The committee, meeting online in China's Fuzhou city, voted to delay any decision on the reef's status until 2023.
Australia has been asked to provide an updated report on the state of reef by February 2022 and the committee said it is interested in a monitoring mission to visit Australia to study the reef's current condition.
Ms Ley said the decision "was a good one" and a recognition of the strength of the federal government's argument.
"In meeting almost 20 countries virtually or in-person, the merits of our argument won the day," she told SBS News.
"I can honestly say that. Because we said that this 'in danger' listing makes no sense without a site visit, without consultation and without the latest science. Those points were well understood."
'Stop censoring science'
Scientists who have been monitoring the Great Barrier Reef said they are concerned that politics has eclipsed the scientific analysis.
ANU Emeritus Professor Will Steffen said the scientific assessments conducted on the ground paint a clear picture of the threat facing the Great Barrier Reef.
“Australia must stop censoring science, and start taking the steps to help protect the Reef. This is history repeating itself," said Prof Steffen, who is also a Climate Council spokesman.
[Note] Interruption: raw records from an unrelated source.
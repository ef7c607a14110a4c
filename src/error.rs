// Error types shared by the runtime backends, the orchestrator and the
// kubeconfig store.

use std::time::Duration;

pub type Result<T> = std::result::Result<T, Error>;

#[derive(Debug, thiserror::Error)]
pub enum Error {
    #[error("io error: {0}")]
    Io(#[from] std::io::Error),

    #[error("yaml error: {0}")]
    Yaml(#[from] serde_yaml::Error),

    #[error("json error: {0}")]
    Json(#[from] serde_json::Error),

    #[error("docker api error: {0}")]
    Docker(#[from] bollard::errors::Error),

    #[error("http error: {0}")]
    Http(#[from] reqwest::Error),

    /// No engine could be reached, or the one found cannot run clusters.
    #[error("container runtime detection failed: {message}")]
    Detection { message: String },

    #[error("failed to stage {what}: {message}")]
    Staging { what: String, message: String },

    /// The engine call itself could not be carried out.
    #[error("{engine} call failed: {message}")]
    Engine { engine: String, message: String },

    /// The command ran inside the container but exited nonzero.
    #[error("`{command}` in {container} exited with code {exit_code}: {output}")]
    ExecFailed {
        container: String,
        command: String,
        exit_code: i32,
        output: String,
    },

    #[error("timed out after {timeout:?} waiting for {what}; retry with a larger --timeout")]
    ReadinessTimeout { what: String, timeout: Duration },

    #[error("operation cancelled")]
    Cancelled,

    #[error("port mapping for {port}/tcp not found on container {container}")]
    PortMappingNotFound { container: String, port: u16 },

    #[error("kubeconfig error: {message}")]
    Kubeconfig { message: String },

    #[error("invalid cluster config: {message}")]
    InvalidConfig { message: String },

    #[error("cluster '{name}' not found")]
    ClusterNotFound { name: String },

    #[error("failed to join {} node(s): {}", .failures.len(), .failures.join("; "))]
    JoinFailed { failures: Vec<String> },
}

impl Error {
    pub fn detection(message: impl Into<String>) -> Self {
        Error::Detection {
            message: message.into(),
        }
    }

    pub fn staging(what: impl Into<String>, message: impl Into<String>) -> Self {
        Error::Staging {
            what: what.into(),
            message: message.into(),
        }
    }

    pub fn engine(engine: impl Into<String>, message: impl Into<String>) -> Self {
        Error::Engine {
            engine: engine.into(),
            message: message.into(),
        }
    }

    pub fn kubeconfig(message: impl Into<String>) -> Self {
        Error::Kubeconfig {
            message: message.into(),
        }
    }

    pub fn invalid_config(message: impl Into<String>) -> Self {
        Error::InvalidConfig {
            message: message.into(),
        }
    }
}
Source: Great Barrier Reef Marine Park Authority
"In 2015, I reviewed a UNESCO report on climate change and World Heritage sites, which included the Great Barrier Reef. In the final report, all mention of the Reef was cut completely, after the Australian government successfully pressured UNESCO to remove any reference to it. This censorship of science is wrong, but sadly a common tactic used by this government. It’s wasting time and effort that we can’t afford to waste."
Dr Dean Miller, Director of the Great Barrier Reef Legacy, spent the last month surveying and documenting the climate change impacts on the reef.
"It seems politics has won the day, not the Great Barrier Reef," he said.
"You can improve the water quality, kill many crown-of-thorns starfish, and replant as many corals as you like, but when the heat stress events driven by a changing climate hit the corals have nowhere to hide. You can't address one without the other. It's coral or coal. It could not be any simpler."
Government defends management of Great Barrier Reef
The Great Barrier Reef has come very close to being added to the 'in danger' list over the years, including in 2015.
Last month, the federal government said it was dissatisfied with the recommendation from the World Heritage Centre and the International Union for the Conservation of Nature to add the Great Barrier Reef to the 'in danger' list.
The groups said the reef's recovery plan needed to include "clear commitments to address threats from climate change" to match the obligations of the Paris climate agreement.
A series of mass coral bleaching events in 2016, 2017 and 2020 destroyed half of the shallow-water corals, depleting the rate of coral reproduction.
Ms Ley said Australia's management of the reef is at a high level and that the main reason the Reef was even being considered for an 'in danger' listing was the impact of climate change.
"There was really good recognition around the World Heritage Committable table that Australia is doing an incredible amount to manage our Reef with $3 billion of investment - that Australia should not be singled out for a climate change reason when the whole world is dealing with the climate change effect on World Heritage properties," she said.
She said committee members were receptive to the argument that Australia did not belong in the same category of countries on the World Heritage 'in danger' list for being "recalcitrant" in its obligations to protect a World Heritage site.
"An 'in danger' listing would have made no sense. And that is why overwhelmingly the consensus of the meeting was that 'in danger' should not appear anyway on the decision that came out of that meeting.
"Because the issue that confronts the World Heritage Committee - the reason why we had that recommendation in the first place - is global climate change.
"Now, we are a Paris signatory. We are meeting and beating our targets. We are 1.3 per cent of global emissions. But we are also working with technology internationally to hasten the take-up of low emissions technology, of carbon capture. We are well and truly playing our part."
Ms Ley said the federal government had invested $3 billion in recovery projects and the Reef 2050 plan.
"An in-danger listing is about how the country manages its site. And the way we manage our site is outstanding - as was recognised.
"So the issue is we are continuing to spend record amounts managing, looking after and caring for our Barrier Reef."
Queensland Premier Annastacia Palaszczuk said she would like to see increased funding to match the state government's spending of $2 billion on renewable energy, $270 million on water quality, and $500 million on land restoration.
"Today sets a clear timeline now the for the federal government to show that it’s acting to protect the Great Barrier Reef.
"The eyes of the world are watching – especially with the 2032 Olympic Games. More has to be done."
Australia has committed to a target to reduce emissions by between 26 and 28 per cent below 2005 levels by 2030.
Climate change scientists have calculated that to limit global warming to 1.5 degrees Celsius, Australia would need to almost triple its 2030 pledge to a 74 per cent emissions reduction on 2005 levels.
Under a scenario of 1.5 degrees Celsius of global warming, up to 90 per cent of the world's corals will perish, according to a 2019 UN report.